• _WORK TASK_: In the records that follow, count each line where the string "improves" occurs. Provide the total and no other text.

[[ WORKING DATA, beginning ]]

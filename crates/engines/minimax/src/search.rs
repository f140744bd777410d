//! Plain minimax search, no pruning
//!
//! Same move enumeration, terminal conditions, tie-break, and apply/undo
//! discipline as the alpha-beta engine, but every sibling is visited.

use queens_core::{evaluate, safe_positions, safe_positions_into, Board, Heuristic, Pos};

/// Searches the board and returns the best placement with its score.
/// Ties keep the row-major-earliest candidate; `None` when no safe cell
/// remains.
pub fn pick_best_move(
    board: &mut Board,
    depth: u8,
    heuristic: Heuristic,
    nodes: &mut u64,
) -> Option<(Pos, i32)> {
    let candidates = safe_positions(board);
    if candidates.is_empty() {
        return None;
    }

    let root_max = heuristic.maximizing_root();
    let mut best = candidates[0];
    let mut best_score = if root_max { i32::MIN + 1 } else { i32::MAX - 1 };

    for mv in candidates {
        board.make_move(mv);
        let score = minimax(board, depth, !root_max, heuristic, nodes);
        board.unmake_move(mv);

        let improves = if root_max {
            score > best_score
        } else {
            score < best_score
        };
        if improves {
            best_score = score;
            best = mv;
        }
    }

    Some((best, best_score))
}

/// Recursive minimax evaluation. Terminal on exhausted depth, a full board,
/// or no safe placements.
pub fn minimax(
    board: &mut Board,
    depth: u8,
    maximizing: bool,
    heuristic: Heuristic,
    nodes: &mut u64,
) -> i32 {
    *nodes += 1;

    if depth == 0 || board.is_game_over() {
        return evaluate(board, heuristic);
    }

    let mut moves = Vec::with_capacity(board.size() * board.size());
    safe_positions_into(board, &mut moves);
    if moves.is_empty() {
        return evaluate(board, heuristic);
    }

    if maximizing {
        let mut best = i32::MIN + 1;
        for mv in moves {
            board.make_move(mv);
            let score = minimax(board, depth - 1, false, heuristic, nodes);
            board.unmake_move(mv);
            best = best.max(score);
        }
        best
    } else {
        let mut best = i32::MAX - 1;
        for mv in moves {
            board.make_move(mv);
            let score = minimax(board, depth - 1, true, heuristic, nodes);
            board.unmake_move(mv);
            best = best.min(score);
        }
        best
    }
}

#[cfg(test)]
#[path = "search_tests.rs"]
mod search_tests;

[[ WORKING DATA, end ]]

• _FINISHED EXERCISE_: 2